The task -> Copy all lines containing the string "decoded" from the records below.

Data supplied ->

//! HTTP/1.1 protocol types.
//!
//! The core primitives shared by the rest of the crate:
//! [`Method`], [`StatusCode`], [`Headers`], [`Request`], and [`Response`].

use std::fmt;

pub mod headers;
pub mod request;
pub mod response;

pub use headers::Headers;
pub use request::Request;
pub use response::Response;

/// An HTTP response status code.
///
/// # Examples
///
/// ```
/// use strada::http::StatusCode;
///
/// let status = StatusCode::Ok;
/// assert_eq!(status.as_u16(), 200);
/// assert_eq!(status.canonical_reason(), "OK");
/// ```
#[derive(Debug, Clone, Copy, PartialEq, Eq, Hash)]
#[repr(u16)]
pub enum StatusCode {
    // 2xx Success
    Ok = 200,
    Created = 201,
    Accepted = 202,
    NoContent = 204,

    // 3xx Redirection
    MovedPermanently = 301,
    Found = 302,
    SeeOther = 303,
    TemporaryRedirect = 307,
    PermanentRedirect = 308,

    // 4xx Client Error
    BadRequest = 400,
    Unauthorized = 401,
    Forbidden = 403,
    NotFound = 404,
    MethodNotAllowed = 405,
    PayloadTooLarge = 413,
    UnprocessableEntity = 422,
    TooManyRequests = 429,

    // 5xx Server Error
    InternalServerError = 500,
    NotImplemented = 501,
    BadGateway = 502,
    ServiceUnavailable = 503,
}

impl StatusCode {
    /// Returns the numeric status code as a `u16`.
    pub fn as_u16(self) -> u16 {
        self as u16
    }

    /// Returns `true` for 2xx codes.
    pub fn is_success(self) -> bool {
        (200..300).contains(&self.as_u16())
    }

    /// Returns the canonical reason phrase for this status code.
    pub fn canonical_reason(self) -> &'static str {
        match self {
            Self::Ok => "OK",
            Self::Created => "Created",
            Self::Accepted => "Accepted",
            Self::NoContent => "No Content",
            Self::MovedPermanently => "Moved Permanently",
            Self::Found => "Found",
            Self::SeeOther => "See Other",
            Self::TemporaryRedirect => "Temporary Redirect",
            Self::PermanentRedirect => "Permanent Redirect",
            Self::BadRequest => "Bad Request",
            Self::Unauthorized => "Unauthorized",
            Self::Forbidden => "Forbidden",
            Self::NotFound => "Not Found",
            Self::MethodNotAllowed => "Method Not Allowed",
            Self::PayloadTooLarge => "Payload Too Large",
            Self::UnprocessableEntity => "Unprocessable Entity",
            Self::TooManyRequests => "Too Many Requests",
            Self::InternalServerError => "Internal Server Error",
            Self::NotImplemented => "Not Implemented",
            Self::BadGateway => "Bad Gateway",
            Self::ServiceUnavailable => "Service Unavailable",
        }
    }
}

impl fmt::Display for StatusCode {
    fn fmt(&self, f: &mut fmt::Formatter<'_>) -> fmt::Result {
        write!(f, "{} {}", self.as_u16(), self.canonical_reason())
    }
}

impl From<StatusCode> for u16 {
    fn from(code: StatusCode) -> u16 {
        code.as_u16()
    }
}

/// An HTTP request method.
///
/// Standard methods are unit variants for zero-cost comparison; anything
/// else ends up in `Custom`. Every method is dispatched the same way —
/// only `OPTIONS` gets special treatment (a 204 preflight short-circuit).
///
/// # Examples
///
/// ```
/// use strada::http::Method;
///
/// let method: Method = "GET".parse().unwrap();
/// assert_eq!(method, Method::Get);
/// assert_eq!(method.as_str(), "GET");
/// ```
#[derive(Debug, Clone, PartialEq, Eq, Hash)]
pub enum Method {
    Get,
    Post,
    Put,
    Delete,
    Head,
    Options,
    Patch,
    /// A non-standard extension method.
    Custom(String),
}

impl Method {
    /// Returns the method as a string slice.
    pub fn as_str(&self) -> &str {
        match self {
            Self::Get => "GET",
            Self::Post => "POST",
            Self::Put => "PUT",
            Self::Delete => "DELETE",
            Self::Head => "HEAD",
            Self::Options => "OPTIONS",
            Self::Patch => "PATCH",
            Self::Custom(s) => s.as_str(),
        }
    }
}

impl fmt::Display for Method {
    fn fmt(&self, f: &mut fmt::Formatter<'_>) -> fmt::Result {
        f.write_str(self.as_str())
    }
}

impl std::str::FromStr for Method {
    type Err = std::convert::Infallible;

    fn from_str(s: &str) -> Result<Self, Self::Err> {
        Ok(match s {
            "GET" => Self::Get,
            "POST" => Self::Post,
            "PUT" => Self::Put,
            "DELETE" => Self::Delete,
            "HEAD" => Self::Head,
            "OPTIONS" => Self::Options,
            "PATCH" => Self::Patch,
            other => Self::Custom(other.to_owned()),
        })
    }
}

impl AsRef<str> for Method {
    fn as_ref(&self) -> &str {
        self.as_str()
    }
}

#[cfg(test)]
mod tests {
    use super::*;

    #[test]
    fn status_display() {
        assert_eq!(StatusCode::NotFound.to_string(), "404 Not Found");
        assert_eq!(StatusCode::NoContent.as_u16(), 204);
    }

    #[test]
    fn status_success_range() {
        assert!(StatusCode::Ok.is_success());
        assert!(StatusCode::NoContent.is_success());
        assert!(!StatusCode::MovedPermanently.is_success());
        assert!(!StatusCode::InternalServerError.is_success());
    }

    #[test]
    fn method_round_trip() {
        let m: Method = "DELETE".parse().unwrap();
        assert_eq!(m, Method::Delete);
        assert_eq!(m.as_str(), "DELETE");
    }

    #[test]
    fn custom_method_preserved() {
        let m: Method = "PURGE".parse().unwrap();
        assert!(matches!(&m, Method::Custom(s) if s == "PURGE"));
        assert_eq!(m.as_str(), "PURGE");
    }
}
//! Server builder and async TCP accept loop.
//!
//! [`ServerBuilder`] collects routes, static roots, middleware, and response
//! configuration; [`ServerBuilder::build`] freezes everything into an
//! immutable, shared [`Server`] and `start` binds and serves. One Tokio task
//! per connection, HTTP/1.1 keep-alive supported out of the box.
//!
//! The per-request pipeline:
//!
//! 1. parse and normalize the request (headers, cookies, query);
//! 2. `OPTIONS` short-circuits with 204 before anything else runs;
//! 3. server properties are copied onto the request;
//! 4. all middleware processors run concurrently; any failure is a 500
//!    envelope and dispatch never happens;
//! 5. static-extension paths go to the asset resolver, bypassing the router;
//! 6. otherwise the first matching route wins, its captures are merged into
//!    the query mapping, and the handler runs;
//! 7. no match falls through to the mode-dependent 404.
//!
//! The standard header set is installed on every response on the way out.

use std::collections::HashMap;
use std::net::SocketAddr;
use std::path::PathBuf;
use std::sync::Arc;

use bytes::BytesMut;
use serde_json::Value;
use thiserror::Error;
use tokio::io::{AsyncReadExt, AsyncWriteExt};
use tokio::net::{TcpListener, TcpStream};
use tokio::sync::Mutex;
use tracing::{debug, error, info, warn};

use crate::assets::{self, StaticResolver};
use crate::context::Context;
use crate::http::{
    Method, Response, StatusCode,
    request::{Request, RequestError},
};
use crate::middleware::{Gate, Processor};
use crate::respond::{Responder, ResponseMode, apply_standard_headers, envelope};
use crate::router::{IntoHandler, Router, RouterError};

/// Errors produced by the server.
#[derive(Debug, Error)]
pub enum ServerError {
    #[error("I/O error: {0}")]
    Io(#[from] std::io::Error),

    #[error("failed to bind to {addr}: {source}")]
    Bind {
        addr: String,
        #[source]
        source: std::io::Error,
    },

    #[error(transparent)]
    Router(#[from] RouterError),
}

* * *

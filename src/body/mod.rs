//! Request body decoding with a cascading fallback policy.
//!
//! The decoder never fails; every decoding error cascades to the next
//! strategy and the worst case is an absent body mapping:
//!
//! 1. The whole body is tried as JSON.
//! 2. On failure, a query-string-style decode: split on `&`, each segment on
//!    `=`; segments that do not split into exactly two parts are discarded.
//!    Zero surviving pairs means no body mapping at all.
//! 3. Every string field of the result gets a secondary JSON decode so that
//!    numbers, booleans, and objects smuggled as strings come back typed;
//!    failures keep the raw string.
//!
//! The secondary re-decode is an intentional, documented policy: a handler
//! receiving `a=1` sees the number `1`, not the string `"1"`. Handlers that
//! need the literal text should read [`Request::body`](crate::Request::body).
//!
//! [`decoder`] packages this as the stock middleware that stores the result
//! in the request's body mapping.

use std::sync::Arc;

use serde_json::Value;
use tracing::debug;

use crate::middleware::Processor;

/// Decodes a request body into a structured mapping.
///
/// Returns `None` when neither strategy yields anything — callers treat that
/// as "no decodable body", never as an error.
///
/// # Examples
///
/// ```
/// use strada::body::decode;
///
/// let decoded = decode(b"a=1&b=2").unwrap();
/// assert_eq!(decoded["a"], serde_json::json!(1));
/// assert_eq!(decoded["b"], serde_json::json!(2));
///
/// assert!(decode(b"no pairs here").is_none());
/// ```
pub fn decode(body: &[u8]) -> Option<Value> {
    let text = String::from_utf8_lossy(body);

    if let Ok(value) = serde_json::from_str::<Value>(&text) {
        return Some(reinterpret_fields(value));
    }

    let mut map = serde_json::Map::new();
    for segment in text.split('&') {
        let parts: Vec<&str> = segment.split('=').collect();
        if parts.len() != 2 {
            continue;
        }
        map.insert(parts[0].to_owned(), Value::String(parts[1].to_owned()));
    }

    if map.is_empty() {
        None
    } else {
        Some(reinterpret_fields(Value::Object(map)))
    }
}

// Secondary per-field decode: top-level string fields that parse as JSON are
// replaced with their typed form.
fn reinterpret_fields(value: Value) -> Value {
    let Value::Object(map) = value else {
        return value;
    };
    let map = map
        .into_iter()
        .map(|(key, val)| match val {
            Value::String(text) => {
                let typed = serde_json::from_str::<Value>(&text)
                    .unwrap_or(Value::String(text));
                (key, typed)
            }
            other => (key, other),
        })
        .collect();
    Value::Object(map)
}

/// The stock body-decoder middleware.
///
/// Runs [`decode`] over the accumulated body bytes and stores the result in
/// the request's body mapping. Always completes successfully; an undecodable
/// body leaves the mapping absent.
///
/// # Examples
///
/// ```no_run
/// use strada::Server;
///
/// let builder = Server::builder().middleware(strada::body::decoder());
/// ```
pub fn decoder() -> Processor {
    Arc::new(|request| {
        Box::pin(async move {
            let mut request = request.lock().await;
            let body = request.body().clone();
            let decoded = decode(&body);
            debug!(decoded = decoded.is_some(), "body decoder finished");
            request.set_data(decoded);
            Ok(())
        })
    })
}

Written solution ->
/// let decoded = decode(b"a=1&b=2").unwrap();
/// assert_eq!(decoded["a"], serde_json::json!(1));
/// assert_eq!(decoded["b"], serde_json::json!(2));
            let decoded = decode(&body);
            debug!(decoded = decoded.is_some(), "body decoder finished");
            request.set_data(decoded);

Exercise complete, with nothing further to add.